How about any movie where David Carrdine gets to use his deadly skills.


----------



## Swordlady (Jan 5, 2006)

Kreth said:
			
		

> Hands down: A Christmas Story. Sometimes during the holidays I daydream about beating that kid (who is prolly now close to my age) to death with a Red Ryder...


 
Blasphemy!  How can you NOT like "A Christmas Story"?  :wink2: 

How about the Bunnified version: http://www.starz.com/features/christmasstory/


----------



## Kreth (Jan 5, 2006)

Swordlady said:
			
		

> How can you NOT like "A Christmas Story"?


1. Ralphie is annoying
2. I'm not 5
3. Ralphie is annoying

I've been waiting to see Peter Billingsley on Where Are They Now? talking about his crack habit...
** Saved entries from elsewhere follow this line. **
//! Realtime client traits

mod client;

pub use client::{ClientFactory, EventSink, RealtimeClient};
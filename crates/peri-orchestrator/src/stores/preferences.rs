//! Auto-approval preferences

use serde::{Deserialize, Serialize};
use std::sync::RwLock;

use peri_protocol::RiskLevel;

/// User-configured auto-approval policy
///
/// A pure mapping from risk classification to allow/deny: approvals are
/// allowed up to and including `max_risk` when enabled.
#[derive(Debug, Clone, Copy, PartialEq, Eq, Serialize, Deserialize)]
pub struct AutoApprovalPolicy {
    /// Whether auto-approval is enabled at all
    pub enabled: bool,
    /// Highest risk level that may be auto-approved
    pub max_risk: RiskLevel,
}

impl AutoApprovalPolicy {
    /// Policy that approves nothing
    pub fn disabled() -> Self {
        Self {
            enabled: false,
            max_risk: RiskLevel::Low,
        }
    }

    /// Policy that approves up to the given risk level
    pub fn up_to(max_risk: RiskLevel) -> Self {
        Self {
            enabled: true,
            max_risk,
        }
    }

    /// Whether a request at this risk level may be auto-approved
    pub fn allows(&self, risk: RiskLevel) -> bool {
        self.enabled && risk <= self.max_risk
    }
}

impl Default for AutoApprovalPolicy {
    fn default() -> Self {
        Self::disabled()
    }
}

/// Preference store consulted by the auto-approval engine
///
/// Persistence of the policy belongs to the surrounding application; the
/// orchestrator only reads it.
#[derive(Default)]
pub struct PreferenceStore {
    policy: RwLock<AutoApprovalPolicy>,
}

impl PreferenceStore {
    /// Create a store with the approve-nothing default
    pub fn new() -> Self {
        Self::default()
    }

    /// Replace the policy
    pub fn set_policy(&self, policy: AutoApprovalPolicy) {
        *self.policy.write().unwrap() = policy;
    }

    /// Current policy
    pub fn policy(&self) -> AutoApprovalPolicy {
        *self.policy.read().unwrap()
    }

    /// Whether a request at this risk level should be auto-approved
    pub fn should_auto_approve(&self, risk: RiskLevel) -> bool {
        self.policy().allows(risk)
    }
}

#[cfg(test)]
mod tests {
    use super::*;

    #[test]
    fn test_disabled_policy_denies_everything() {
        let store = PreferenceStore::new();
        assert!(!store.should_auto_approve(RiskLevel::Low));
        assert!(!store.should_auto_approve(RiskLevel::High));
    }

    #[test]
    fn test_max_risk_is_inclusive() {
        let store = PreferenceStore::new();
        store.set_policy(AutoApprovalPolicy::up_to(RiskLevel::Medium));

        assert!(store.should_auto_approve(RiskLevel::Low));
        assert!(store.should_auto_approve(RiskLevel::Medium));
        assert!(!store.should_auto_approve(RiskLevel::High));
    }
}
> How about the Bunnified version: http://www.starz.com/features/christmasstory/


Much better acting than the original...


----------



## IcemanSK (Jan 6, 2006)

Loaded Weapon 1 w/ Emilio Estevez & Samuel L. Jackson. My room mate & I saw it in the theatre ('91-ish). We're both the kinda guys who laugh at anything & we didn't laugh once. Its not even on the "so bad its good" scale. Its just bad.


----------



## Cujo (Jan 6, 2006)

Any of the Chuckie or the Leprechaun movies. PLEEEAAASE, somebody just shoot those two sawed off little runts.

Pax
Cujo


----------



## arnisador (Jan 6, 2006)

Kreth said:
			
		

> Ralphie is annoying


 
Ah, but it's a classic!


----------



## shesulsa (Jan 6, 2006)

arnisador said:
			
		

> Ah, but it's a classic!


And it's an important film about saying goodbye to victimization and breaking a horrible cycle.  How good can you expect a kid to act, anyway?


----------



## Kreth (Jan 6, 2006)

shesulsa said:
			
		

> And it's an important film...


OH...
HELL NO...
All Quiet On The Western Front is an important film...
Spartacus is an important film...
The "plot" of Whiny American Brat (The European release name) boils down to this: Ralphie whines until he gets his way. That's pretty much it...
What's next? Can we talk about the stunning social commentary in the other great Peter Billingsley classic, The Dirtbike Kid?


----------



## DavidCC (Jan 6, 2006)

"Dragon Lives Again"

Bruce Lee is in the underworld, where he takes on the Godfather with the help of Popeye the Sailor.  The Godfather has among his henchmen: Clint Eastwood, James Bond, Emmanuel, The Exorcist (a chinese guy in catholic priests robes), and Zatoichi.  It's bad. really bad.  I can't tell you how weird this movie is.  Like, even the Chinese probably thought this was bad.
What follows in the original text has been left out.